◆ **WORK REQUEST**: Reproduce verbatim only the lines from the one containing "Encrypt with a" through the last line below, both included.
*** Opening MATERIAL PROVIDED ***
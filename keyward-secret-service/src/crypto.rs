//! Primitives for the `dh-ietf1024-sha256-aes128-cbc-pkcs7` session algorithm.
//!
//! Key agreement uses the 1024-bit MODP group from RFC 2409 (Oakley group 2,
//! generator 2). The shared secret is run through HKDF-SHA256 with an empty
//! salt and empty info to obtain a 16-byte AES-128 key.

use std::fmt;

use aes::cipher::{BlockDecryptMut, BlockEncryptMut, KeyIvInit, block_padding::Pkcs7};
use hkdf::Hkdf;
use keyward_core::{Error, Result};
use num_bigint::BigUint;
use rand::TryRngCore;
use rand::rngs::OsRng;
use sha2::Sha256;
use zeroize::Zeroizing;

type Aes128CbcEnc = cbc::Encryptor<aes::Aes128>;
type Aes128CbcDec = cbc::Decryptor<aes::Aes128>;

/// Length in bytes of group elements (public keys and shared secrets).
pub const DH_KEY_LEN: usize = 128;
pub const AES_KEY_LEN: usize = 16;
pub const IV_LEN: usize = 16;

const DH_GENERATOR: u32 = 2;

/// RFC 2409 section 6.2, big-endian.
const DH_PRIME: [u8; DH_KEY_LEN] = [
    0xff, 0xff, 0xff, 0xff, 0xff, 0xff, 0xff, 0xff, 0xc9, 0x0f, 0xda, 0xa2, 0x21, 0x68, 0xc2, 0x34,
    0xc4, 0xc6, 0x62, 0x8b, 0x80, 0xdc, 0x1c, 0xd1, 0x29, 0x02, 0x4e, 0x08, 0x8a, 0x67, 0xcc, 0x74,
    0x02, 0x0b, 0xbe, 0xa6, 0x3b, 0x13, 0x9b, 0x22, 0x51, 0x4a, 0x08, 0x79, 0x8e, 0x34, 0x04, 0xdd,
    0xef, 0x95, 0x19, 0xb3, 0xcd, 0x3a, 0x43, 0x1b, 0x30, 0x2b, 0x0a, 0x6d, 0xf2, 0x5f, 0x14, 0x37,
    0x4f, 0xe1, 0x35, 0x6d, 0x6d, 0x51, 0xc2, 0x45, 0xe4, 0x85, 0xb5, 0x76, 0x62, 0x5e, 0x7e, 0xc6,
    0xf4, 0x4c, 0x42, 0xe9, 0xa6, 0x37, 0xed, 0x6b, 0x0b, 0xff, 0x5c, 0xb6, 0xf4, 0x06, 0xb7, 0xed,
    0xee, 0x38, 0x6b, 0xfb, 0x5a, 0x89, 0x9f, 0xa5, 0xae, 0x9f, 0x24, 0x11, 0x7c, 0x4b, 0x1f, 0xe6,
    0x49, 0x28, 0x66, 0x51, 0xec, 0xe6, 0x53, 0x81, 0xff, 0xff, 0xff, 0xff, 0xff, 0xff, 0xff, 0xff,
];

fn prime() -> BigUint {
    BigUint::from_bytes_be(&DH_PRIME)
}

// ---------------------------------------------------------------------------
// Diffie-Hellman
// ---------------------------------------------------------------------------

/// One side's DH key pair.
///
/// The private exponent is kept as big-endian bytes in a zeroizing buffer;
/// intermediate big integers are dropped as soon as the public key or shared
/// secret has been computed.
pub struct DhKeyPair {
    private: Zeroizing<Vec<u8>>,
    public_bytes: Vec<u8>,
}

impl DhKeyPair {
    /// Build a key pair from a fixed private exponent.
    pub fn from_private_bytes(private: &[u8]) -> Result<Self> {
        let x = BigUint::from_bytes_be(private);
        let p = prime();
        if x < BigUint::from(2u32) || x > &p - 2u32 {
            return Err(Error::CryptoFailure(
                "private exponent outside [2, p-2]".to_string(),
            ));
        }
        let public = BigUint::from(DH_GENERATOR).modpow(&x, &p);
        Ok(Self {
            private: Zeroizing::new(private.to_vec()),
            public_bytes: to_padded_bytes(&public).to_vec(),
        })
    }

    /// Public key, big-endian, left-padded to 128 bytes.
    pub fn public_bytes(&self) -> &[u8] {
        &self.public_bytes
    }
}

impl fmt::Debug for DhKeyPair {
    fn fmt(&self, f: &mut fmt::Formatter<'_>) -> fmt::Result {
        f.debug_struct("DhKeyPair")
            .field("private", &"[redacted]")
            .field("public_len", &self.public_bytes.len())
            .finish()
    }
}

/// Generate a fresh key pair with a uniformly chosen exponent in [2, p-2].
pub fn generate_dh_keypair() -> Result<DhKeyPair> {
    let mut raw = Zeroizing::new([0u8; DH_KEY_LEN]);
    OsRng
        .try_fill_bytes(&mut *raw)
        .map_err(|e| Error::CryptoFailure(format!("entropy source failed: {e}")))?;

    // (r mod (p - 3)) + 2 lands in [2, p-2].
    let p = prime();
    let x = BigUint::from_bytes_be(&*raw) % (&p - 3u32) + 2u32;
    let exponent = to_padded_bytes(&x);
    DhKeyPair::from_private_bytes(&exponent)
}

/// `peer_public ^ own_private mod p`, big-endian, left-padded to 128 bytes.
pub fn compute_shared_secret(
    own: &DhKeyPair,
    peer_public: &[u8],
) -> Result<Zeroizing<Vec<u8>>> {
    let p = prime();
    let peer = BigUint::from_bytes_be(peer_public);
    if peer < BigUint::from(2u32) || peer > &p - 2u32 {
        return Err(Error::CryptoFailure(
            "peer public key outside [2, p-2]".to_string(),
        ));
    }
    let x = BigUint::from_bytes_be(&own.private);
    Ok(to_padded_bytes(&peer.modpow(&x, &p)))
}

fn to_padded_bytes(n: &BigUint) -> Zeroizing<Vec<u8>> {
    let raw = Zeroizing::new(n.to_bytes_be());
    let mut out = Zeroizing::new(vec![0u8; DH_KEY_LEN.saturating_sub(raw.len())]);
    out.extend_from_slice(&raw);
    out
}

// ---------------------------------------------------------------------------
// Key derivation
// ---------------------------------------------------------------------------

/// HKDF-SHA256 with empty salt and empty info, 16 bytes of output.
pub fn derive_key(shared_secret: &[u8]) -> Result<Zeroizing<[u8; AES_KEY_LEN]>> {
    let hkdf = Hkdf::<Sha256>::new(None, shared_secret);
    let mut key = Zeroizing::new([0u8; AES_KEY_LEN]);
    hkdf.expand(&[], &mut *key)
        .map_err(|_| Error::CryptoFailure("HKDF expand failed".to_string()))?;
    Ok(key)
}

/// Full client/server key agreement: shared secret, then HKDF.
pub fn derive_session_key(
    own: &DhKeyPair,
    peer_public: &[u8],
) -> Result<Zeroizing<[u8; AES_KEY_LEN]>> {
    let shared = compute_shared_secret(own, peer_public)?;
    derive_key(&shared)
}

// ---------------------------------------------------------------------------
// AES-128-CBC / PKCS7
// ---------------------------------------------------------------------------

/// Encrypt with a fresh random IV. Returns `(iv, ciphertext)`.
pub fn aes128_cbc_encrypt(key: &[u8; AES_KEY_LEN], plaintext: &[u8]) -> Result<(Vec<u8>, Vec<u8>)> {
    let mut iv = [0u8; IV_LEN];
    OsRng
        .try_fill_bytes(&mut iv)
        .map_err(|e| Error::CryptoFailure(format!("entropy source failed: {e}")))?;
    let cipher = Aes128CbcEnc::new(key.into(), (&iv).into());
    let ciphertext = cipher.encrypt_padded_vec_mut::<Pkcs7>(plaintext);
    Ok((iv.to_vec(), ciphertext))
}

/// Inverse of [`aes128_cbc_encrypt`].
///
/// Every failure (IV length, partial block, bad padding) is reported as the
/// same [`Error::DecryptionFailure`].
pub fn aes128_cbc_decrypt(
    key: &[u8; AES_KEY_LEN],
    iv: &[u8],
    ciphertext: &[u8],
) -> Result<Zeroizing<Vec<u8>>> {
    if iv.len() != IV_LEN || ciphertext.is_empty() || ciphertext.len() % IV_LEN != 0 {
        return Err(Error::DecryptionFailure);
    }
    let cipher =
        Aes128CbcDec::new_from_slices(key, iv).map_err(|_| Error::DecryptionFailure)?;
    cipher
        .decrypt_padded_vec_mut::<Pkcs7>(ciphertext)
        .map(Zeroizing::new)
        .map_err(|_| Error::DecryptionFailure)
}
*** Closing MATERIAL PROVIDED ***
◆ **SOLUTION TO THIS EXERCISE**:
/// Encrypt with a fresh random IV. Returns `(iv, ciphertext)`.
pub fn aes128_cbc_encrypt(key: &[u8; AES_KEY_LEN], plaintext: &[u8]) -> Result<(Vec<u8>, Vec<u8>)> {
    let mut iv = [0u8; IV_LEN];
    OsRng
        .try_fill_bytes(&mut iv)
        .map_err(|e| Error::CryptoFailure(format!("entropy source failed: {e}")))?;
    let cipher = Aes128CbcEnc::new(key.into(), (&iv).into());
    let ciphertext = cipher.encrypt_padded_vec_mut::<Pkcs7>(plaintext);
    Ok((iv.to_vec(), ciphertext))
}

/// Inverse of [`aes128_cbc_encrypt`].
///
/// Every failure (IV length, partial block, bad padding) is reported as the
/// same [`Error::DecryptionFailure`].
pub fn aes128_cbc_decrypt(
    key: &[u8; AES_KEY_LEN],
    iv: &[u8],
    ciphertext: &[u8],
) -> Result<Zeroizing<Vec<u8>>> {
    if iv.len() != IV_LEN || ciphertext.is_empty() || ciphertext.len() % IV_LEN != 0 {
        return Err(Error::DecryptionFailure);
    }
    let cipher =
        Aes128CbcDec::new_from_slices(key, iv).map_err(|_| Error::DecryptionFailure)?;
    cipher
        .decrypt_padded_vec_mut::<Pkcs7>(ciphertext)
        .map(Zeroizing::new)
        .map_err(|_| Error::DecryptionFailure)
}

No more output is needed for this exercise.